The first thing I noticed was the silver hair, and the second thing I noticed was the collar. The third thing was the smug slightly superior expression on his face when this fifty-some-year-old official apostle of the Lord’s truth could engage with one of the lost misguided young apostates.
The room was nice; bland; a mix of modern office and Edwardian sitting room. A pair of ox-blood Chesterfield armchairs next to a dark lacquer coffee table, beneath a tall narrow book-case burgeoning with leather-bound books and tomes. On the other side of the room a light-tone modern desk, an ergonomic office chair, and a Macintosh which had a screen-saver going. Over it all the smell mixture of lemony detergent and leather, and possibly an acidic hint of tea.
His first question was whether he should call me Andrew, or if Andy would suffice, referring to that the only thing he knew about me beforehand was the slip with my full name on it. Andrew Colin. I set him straight on the name, and was then invited to have some tea before we started our business. I must be nice, and interesting, and engaging enough to allow him to give me the part-time job I was there to try and get, and so I nodded along and smiled and chit-chatted like the best social chameleon ever.
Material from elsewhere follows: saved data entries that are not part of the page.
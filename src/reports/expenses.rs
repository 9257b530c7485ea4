//! Detailed Expenses Report
//!
//! Itemized view of every living expense, grouped the way they are entered.

use crate::display::{format_amount, format_line_items, format_title};
use crate::models::{Currency, Money};
use crate::services::Assessment;

/// A titled group of line items with its total
#[derive(Debug, Clone, PartialEq)]
pub struct ExpenseGroup {
    pub title: &'static str,
    pub items: Vec<(&'static str, Money)>,
    pub total_label: &'static str,
    pub total: Money,
}

impl ExpenseGroup {
    fn new(
        title: &'static str,
        items: Vec<(&'static str, Money)>,
        total_label: &'static str,
    ) -> Self {
        let total = items.iter().map(|(_, amount)| *amount).sum();
        Self {
            title,
            items,
            total_label,
            total,
        }
    }
}

/// Detailed Expenses Report
#[derive(Debug, Clone)]
pub struct ExpensesReport {
    pub currency: Currency,
    pub groups: Vec<ExpenseGroup>,
    pub total_living_expenses: Money,
}

impl ExpensesReport {
    /// Build the itemized view from an assessment
    pub fn generate(assessment: &Assessment) -> Self {
        let inputs = &assessment.inputs;

        let groups = vec![
            ExpenseGroup::new("Utilities", inputs.utilities.items().to_vec(), "Total Utilities"),
            ExpenseGroup::new("Car Expenses", inputs.car.items().to_vec(), "Total Car"),
            ExpenseGroup::new(
                "Food & Groceries",
                vec![
                    ("Groceries", inputs.groceries),
                    ("Delivery Apps", inputs.delivery_apps),
                ],
                "Total Food",
            ),
            ExpenseGroup::new(
                "Other Expenses",
                vec![
                    ("Family Expenses", inputs.family_expenses),
                    ("School Fees", inputs.school),
                    ("Subscriptions", inputs.subscriptions),
                ],
                "Total Other",
            ),
        ];

        Self {
            currency: inputs.currency,
            groups,
            total_living_expenses: assessment.totals.total_living_expenses,
        }
    }

    /// Format the report for terminal display
    pub fn format_terminal(&self) -> String {
        let mut output = String::new();

        output.push_str(&format_title(&format!("Detailed Expenses ({})", self.currency)));

        for group in &self.groups {
            output.push('\n');
            output.push_str(group.title);
            output.push('\n');
            output.push_str(&format_line_items(
                &group.items,
                group.total_label,
                group.total,
                self.currency,
            ));
            output.push('\n');
        }

        output.push_str(&format!(
            "\nTotal Living Expenses: {}\n",
            format_amount(self.total_living_expenses, self.currency)
        ));

        output
    }
}
//! Dashboard Report
//!
//! Summary view: risk tier, the obligations overview and what the salary can
//! comfortably carry.

use crate::display::{colorize, format_amount, format_percent_opt, format_title, format_units};
use crate::models::{Currency, Money, RiskLevel};
use crate::services::Assessment;

/// One row of the financial overview
#[derive(Debug, Clone, PartialEq)]
pub struct OverviewRow {
    pub label: &'static str,
    pub amount: Money,
    pub percent_of_salary: Option<f64>,
}

/// Dashboard Report
#[derive(Debug, Clone)]
pub struct DashboardReport {
    pub currency: Currency,
    pub risk: RiskLevel,
    pub mortgage_percent: Option<f64>,
    pub overview: Vec<OverviewRow>,
    pub remaining: Money,
    pub max_affordable_35: f64,
    pub max_affordable_40: f64,
}

impl DashboardReport {
    /// Build the dashboard from an assessment
    pub fn generate(assessment: &Assessment) -> Self {
        let inputs = &assessment.inputs;
        let totals = &assessment.totals;

        let overview = vec![
            OverviewRow {
                label: "Mortgage Payment",
                amount: inputs.mortgage_payment,
                percent_of_salary: totals.mortgage_percent,
            },
            OverviewRow {
                label: "Living Expenses",
                amount: totals.total_living_expenses,
                percent_of_salary: totals.living_percent,
            },
            OverviewRow {
                label: "Total Obligations",
                amount: totals.total_obligations,
                percent_of_salary: totals.total_percent,
            },
            OverviewRow {
                label: "Remaining",
                amount: totals.remaining,
                percent_of_salary: totals.remaining_percent,
            },
        ];

        Self {
            currency: inputs.currency,
            risk: totals.risk,
            mortgage_percent: totals.mortgage_percent,
            overview,
            remaining: totals.remaining,
            max_affordable_35: totals.max_affordable_35,
            max_affordable_40: totals.max_affordable_40,
        }
    }

    /// Check if obligations exceed salary
    pub fn has_deficit(&self) -> bool {
        self.remaining.is_negative()
    }

    /// Format the report for terminal display
    pub fn format_terminal(&self, color: bool) -> String {
        let mut output = String::new();

        output.push_str(&format_title(&format!(
            "Mortgage Affordability Dashboard ({})",
            self.currency
        )));
        output.push_str(&format!("Risk Level:            {}\n", self.risk));
        output.push_str(&format!(
            "Debt-to-Income Ratio:  {}\n\n",
            format_percent_opt(self.mortgage_percent)
        ));

        output.push_str("Financial Overview\n");
        output.push_str(&"-".repeat(60));
        output.push('\n');
        for row in &self.overview {
            let amount = format!("{:>16}", format_amount(row.amount, self.currency));
            let amount = if row.label == "Remaining" {
                colorize(amount, row.amount, color)
            } else {
                amount
            };
            output.push_str(&format!(
                "  {:<20} {} {:>9} of salary\n",
                row.label,
                amount,
                format_percent_opt(row.percent_of_salary)
            ));
        }

        output.push_str("\nWhat You Can Afford\n");
        output.push_str(&"-".repeat(60));
        output.push('\n');
        output.push_str(&format!(
            "  {:<26} {:>14} per month  (safe and comfortable)\n",
            "Conservative (35% Rule)",
            format!("{} {}", format_units(self.max_affordable_35), self.currency)
        ));
        output.push_str(&format!(
            "  {:<26} {:>14} per month  (manageable but tight)\n",
            "Moderate (40% Rule)",
            format!("{} {}", format_units(self.max_affordable_40), self.currency)
        ));

        if self.has_deficit() {
            let deficit = self.remaining.abs();
            output.push_str("\nWarning: Monthly Deficit\n");
            output.push_str(&format!(
                "  You're overspending by {}/month ({}/year)\n",
                format_amount(deficit, self.currency),
                format_amount(deficit.times(12), self.currency)
            ));
        }

        output
    }
}

#[cfg(test)]
mod tests {
    use super::*;
    use crate::models::AffordabilityInputs;
    use crate::services::AffordabilityService;

    fn baseline_report() -> DashboardReport {
        let inputs = AffordabilityInputs::baseline();
        DashboardReport::generate(&AffordabilityService::new(&inputs).assess())
    }

    #[test]
    fn test_generate() {
        let report = baseline_report();

        assert_eq!(report.risk, RiskLevel::VeryHigh);
        assert_eq!(report.overview.len(), 4);
        assert_eq!(report.overview[3].amount, Money::from_cents(-63_667));
        assert!(report.has_deficit());
    }

    #[test]
    fn test_terminal_format() {
        let output = baseline_report().format_terminal(false);

        assert!(output.contains("Mortgage Affordability Dashboard (SAR)"));
        assert!(output.contains("Risk Level:            Very High"));
        assert!(output.contains("Debt-to-Income Ratio:  50.5%"));
        assert!(output.contains("24,417 SAR"));
        assert!(output.contains("-637 SAR"));
        assert!(output.contains("8,323 SAR"));
        assert!(output.contains("9,512 SAR"));
        assert!(output.contains("You're overspending by 637 SAR/month (7,640 SAR/year)"));
        assert!(!output.contains("\x1b["));
    }

    #[test]
    fn test_no_deficit_warning_when_solvent() {
        let inputs = AffordabilityInputs {
            salary: Money::from_units(50000),
            ..AffordabilityInputs::baseline()
        };
        let report = DashboardReport::generate(&AffordabilityService::new(&inputs).assess());
        let output = report.format_terminal(false);

        assert!(!output.contains("Monthly Deficit"));
        assert!(output.contains("Risk Level:            Safe"));
    }

    #[test]
    fn test_zero_salary_prints_na() {
        let inputs = AffordabilityInputs {
            salary: Money::zero(),
            ..AffordabilityInputs::baseline()
        };
        let output = DashboardReport::generate(&AffordabilityService::new(&inputs).assess())
            .format_terminal(false);

        assert!(output.contains("Debt-to-Income Ratio:  n/a"));
        assert!(output.contains("Very High"));
        assert!(!output.contains("NaN"));
        assert!(!output.contains("inf"));
    }
}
While I was pretending to be nice, I kept coming back to whether he would start to talk about God and that, and how I could handle it. I didn’t want to ruin my chances at getting this job because I would not work for him; I would work in a charity book-shop which he managed from this room. Being fed excellent tea in see-through fine china with blue floral patterns and a dry biscuit seemed inappropriately off for a possible religious rebellion I hadn’t expected.
Of course, then it hit me that he would possibly ask about my girlfriend, and that I would have to tell him about Mark, and then I wouldn’t get the job. That was followed by anger and shame because my instinct was to think about the stupid job, instead of standing my ground against official religiously sanctioned bigotry.
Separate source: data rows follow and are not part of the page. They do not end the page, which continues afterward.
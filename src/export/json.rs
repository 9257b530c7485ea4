//! JSON Export functionality
//!
//! Writes a full assessment, or just the input scenario, as JSON.

use chrono::{DateTime, Utc};
use serde::Serialize;
use std::io::Write;
use tracing::debug;

use crate::error::{AffordError, AffordResult};
use crate::models::AffordabilityInputs;
use crate::services::Assessment;

/// Current export schema version
pub const EXPORT_SCHEMA_VERSION: &str = "1.0.0";

/// Assessment export document
#[derive(Debug, Clone, Serialize)]
pub struct AssessmentExport<'a> {
    /// Schema version for compatibility checking
    pub schema_version: &'static str,

    /// Export timestamp
    pub generated_at: DateTime<Utc>,

    /// Application version that created the export
    pub app_version: &'static str,

    #[serde(flatten)]
    pub assessment: &'a Assessment,
}

impl<'a> AssessmentExport<'a> {
    pub fn new(assessment: &'a Assessment) -> Self {
        Self {
            schema_version: EXPORT_SCHEMA_VERSION,
            generated_at: Utc::now(),
            app_version: env!("CARGO_PKG_VERSION"),
            assessment,
        }
    }
}

/// Export an assessment as pretty-printed JSON
pub fn export_assessment_json<W: Write>(assessment: &Assessment, writer: &mut W) -> AffordResult<()> {
    let export = AssessmentExport::new(assessment);

    serde_json::to_writer_pretty(&mut *writer, &export)
        .map_err(|e| AffordError::Export(e.to_string()))?;
    writeln!(writer).map_err(|e| AffordError::Export(e.to_string()))?;

    debug!("wrote JSON assessment export");
    Ok(())
}

/// Write the input record as a JSON scenario
pub fn export_scenario_json<W: Write>(
    inputs: &AffordabilityInputs,
    writer: &mut W,
) -> AffordResult<()> {
    serde_json::to_writer_pretty(&mut *writer, inputs)
        .map_err(|e| AffordError::Export(e.to_string()))?;
    writeln!(writer).map_err(|e| AffordError::Export(e.to_string()))?;
    Ok(())
}

/// Read an input record from a JSON scenario
pub fn import_scenario_json(json_str: &str) -> AffordResult<AffordabilityInputs> {
    serde_json::from_str(json_str).map_err(|e| AffordError::Import(e.to_string()))
}

#[cfg(test)]
mod tests {
    use super::*;
    use crate::services::AffordabilityService;

    #[test]
    fn test_assessment_export() {
        let inputs = AffordabilityInputs::baseline();
        let assessment = AffordabilityService::new(&inputs).assess();

        let mut output = Vec::new();
        export_assessment_json(&assessment, &mut output).unwrap();

        let value: serde_json::Value = serde_json::from_slice(&output).unwrap();
        assert_eq!(value["schema_version"], EXPORT_SCHEMA_VERSION);
        assert_eq!(value["inputs"]["currency"], "SAR");
        assert_eq!(value["totals"]["remaining"], -636.67);
        assert_eq!(value["totals"]["risk"], "very_high");
        assert_eq!(value["recommendations"][1]["kind"], "monthly_deficit");
        assert_eq!(value["breakdown"].as_array().unwrap().len(), 7);
    }

    #[test]
    fn test_zero_salary_ratios_are_null() {
        let inputs = AffordabilityInputs {
            salary: crate::models::Money::zero(),
            ..AffordabilityInputs::baseline()
        };
        let assessment = AffordabilityService::new(&inputs).assess();

        let mut output = Vec::new();
        export_assessment_json(&assessment, &mut output).unwrap();

        let value: serde_json::Value = serde_json::from_slice(&output).unwrap();
        assert!(value["totals"]["dti"].is_null());
        assert!(value["totals"]["mortgage_percent"].is_null());
    }

    #[test]
    fn test_scenario_roundtrip() {
        let inputs = AffordabilityInputs::baseline();

        let mut output = Vec::new();
        export_scenario_json(&inputs, &mut output).unwrap();
        let json = String::from_utf8(output).unwrap();
        assert!(json.contains("1916.67"));

        let imported = import_scenario_json(&json).unwrap();
        assert_eq!(imported, inputs);
    }

    #[test]
    fn test_import_rejects_malformed() {
        let err = import_scenario_json("{\"salary\": \"lots\"}").unwrap_err();
        assert!(matches!(err, AffordError::Import(_)));
    }
}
But as of yet, the condemnations restricted themselves to the weather, and whether I had been inconvenienced by the flooding, something I could assure him I had not. Then we touched on the double murder in the neighbouring town where an eighty-two year old apparently shot and killed two women and a dog. Local gossip; chit-chat that allowed for the usual oohs and aahs, and further damnation of the wickedness of the world sometimes. Wasn’t it time to get to the point?
And then it came, and he stood up and took out a leather copy of King James’ bible, and asked me about it. As a literature student, I would surely know a few things about it, and could I please tell him what I thought about it? Dry mouth; this was it. The man was going to start badgering me with religion. My worst fears seemed to come true. I stammered something about the importance of its language to the development of English, and to the history. Bland stuff; as bland as the office itself with the leafy thing that stood behind the desk next to the window. A fern of some kind; long leaves, shooting up, then gently folding outward. It was all I could look at. Why was he putting me in the spot? I only wanted to sell books for him.
Some say it’s the finest transcription of the Lord’s words into English, he says, and has never been surpassed before or since. I stammer that I wouldn’t know. I don’t believe in God. Won’t have anything to do with that sort of thing. It’s the only thing I can say because I want to stop him right there. If I’m losing this chance for a job, let it end here, I think, before we waste more time.
A little more back and forth; he digs for my true opinion, and I cement myself in my apostate stance. Then he smiles, gets up and the interview is over. Before I go, he says that he doesn’t think it will work, and I’m actually stung by it. Then he says that he doesn’t think it would work having me sell religious literature if I don’t have any interest in the subject. Wait, what? Religious literature? Yes, the job was for curating and handling second-hand and rare bibles and other religious works. Didn’t I know? Hadn’t I read the ad? I had but I still had no idea.
At home, Mark rolled on the sofa, laughing at me. He laughed and laughed and laughed. I was standing there with the ad that I had responded to, and true enough. While the text of the ad says nothing about bibles and catechisms and works of christian philosophy, the name of the place surely speaks volumes since it contained clear religious words. Except I had never gone that far down the ad before replying. No selling bibles for me then. Or no job of any kind because if I manage to screw up this badly, I should probably give up the whole thing.